I used [go-pow](github.com/bwesterb/go-pow) as my PoW algorithm.
### Main
Once that was done, all that's left to do is fill up the [cmd](./cmd) folder
with the `main` files (client and server) that satisfy functional requirements.
I called the server - `teach`; and the client is called - `learn`.
For the server, I found some quotes
[here](https://github.com/gophergala/wisdom/blob/master/data/populate_db.go_example)

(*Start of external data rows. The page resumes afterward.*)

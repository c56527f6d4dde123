use super::histogram::Histogram;
use super::shape::Shape;
use crate::Error;
use serde::Deserialize;

/// An ordered collection of feature vectors sharing one [`Shape`].
///
/// Sample order is the sample index, preserved in every label vector the
/// engine returns. Optional per-sample weights (e.g. cos(latitude) area
/// weights) turn centroids into weighted means and inertia into a weighted
/// sum; without them every sample weighs 1.
///
/// The dataset is read-only to the clustering core and may be shared across
/// concurrent runs. [`Dataset::validate`] is the data boundary: the engine
/// calls it before any iteration and rejects the whole call on failure.
#[derive(Debug, Clone, Deserialize)]
#[serde(try_from = "RawDataset")]
pub struct Dataset {
    shape: Shape,
    points: Vec<Histogram>,
    weights: Option<Vec<f32>>,
}

impl Dataset {
    pub fn new(shape: Shape, points: Vec<Histogram>) -> Self {
        Self {
            shape,
            points,
            weights: None,
        }
    }
    /// Builds a dataset from raw row-major value vectors.
    pub fn from_rows(shape: Shape, rows: Vec<Vec<f32>>) -> Result<Self, Error> {
        rows.into_iter()
            .enumerate()
            .map(|(i, values)| {
                Histogram::new(shape, values).map_err(|e| match e {
                    Error::InvalidData { reason, .. } => Error::sample(i, reason),
                    other => other,
                })
            })
            .collect::<Result<Vec<_>, _>>()
            .map(|points| Self::new(shape, points))
    }
    /// Attaches per-sample weights. Checked by [`Dataset::validate`].
    pub fn with_weights(mut self, weights: Vec<f32>) -> Self {
        self.weights = Some(weights);
        self
    }
    pub fn shape(&self) -> Shape {
        self.shape
    }
    pub fn points(&self) -> &[Histogram] {
        &self.points
    }
    pub fn point(&self, i: usize) -> &Histogram {
        &self.points[i]
    }
    pub fn len(&self) -> usize {
        self.points.len()
    }
    pub fn is_empty(&self) -> bool {
        self.points.is_empty()
    }
    pub fn is_weighted(&self) -> bool {
        self.weights.is_some()
    }
    /// Weight of sample `i`, 1 when the dataset is unweighted.
    pub fn weight(&self, i: usize) -> f32 {
        self.weights.as_ref().map_or(1., |w| w[i])
    }

    /// Rejects datasets the engine cannot cluster: no samples, mismatched
    /// shapes, non-finite or negative values, zero-mass histograms, or
    /// malformed weights.
    pub fn validate(&self) -> Result<(), Error> {
        if self.points.is_empty() {
            return Err(Error::data("dataset has no samples"));
        }
        if self.shape.bins() == 0 {
            return Err(Error::data(format!("shape {} has no bins", self.shape)));
        }
        for (i, point) in self.points.iter().enumerate() {
            if point.shape() != self.shape {
                return Err(Error::sample(
                    i,
                    format!("shape {} differs from dataset shape {}", point.shape(), self.shape),
                ));
            }
            point.check().map_err(|reason| Error::sample(i, reason))?;
        }
        if let Some(ref weights) = self.weights {
            if weights.len() != self.points.len() {
                return Err(Error::data(format!(
                    "{} weights for {} samples",
                    weights.len(),
                    self.points.len()
                )));
            }
            if let Some((i, w)) = weights
                .iter()
                .enumerate()
                .find(|(_, w)| !(w.is_finite() && **w > 0.))
            {
                return Err(Error::sample(i, format!("weight {} is not positive", w)));
            }
        }
        Ok(())
    }
}

/// Wire form of a dataset as handed over by the preprocessing layer.
#[derive(Debug, Deserialize)]
struct RawDataset {
    shape: Shape,
    histograms: Vec<Vec<f32>>,
    #[serde(default)]
    weights: Option<Vec<f32>>,
}

impl TryFrom<RawDataset> for Dataset {
    type Error = Error;
    fn try_from(raw: RawDataset) -> Result<Self, Self::Error> {
        let dataset = Self::from_rows(raw.shape, raw.histograms)?;
        Ok(match raw.weights {
            Some(weights) => dataset.with_weights(weights),
            None => dataset,
        })
    }
}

and copied them over as strings.
### Dockerization
Dockerfiles are stored in the [.docker](./.docker) folder. The resulting images
are built `FROM scratch` and contain just the Go binary, which makes them nice
and lightweight at around 3MB each.
```text
REPOSITORY TAG IMAGE ID CREATED SIZE
learn latest d2a74e15d055 17 minutes ago 3.19MB
teach latest 0dfd6d881028 17 minutes ago 3.26MB
```
## Notes
I wouldn't call this a _production-ready_ technology. The server doesn't
implement any kind of graceful connection handling (e.g. telling the client
what's wrong in case of a transaction error).
This is simply a PoC server that uses PoW to PIMAGSE (prove I'm a good software
engineer). Yeah, it's a pun. Hope you appreciate a little bit of humour.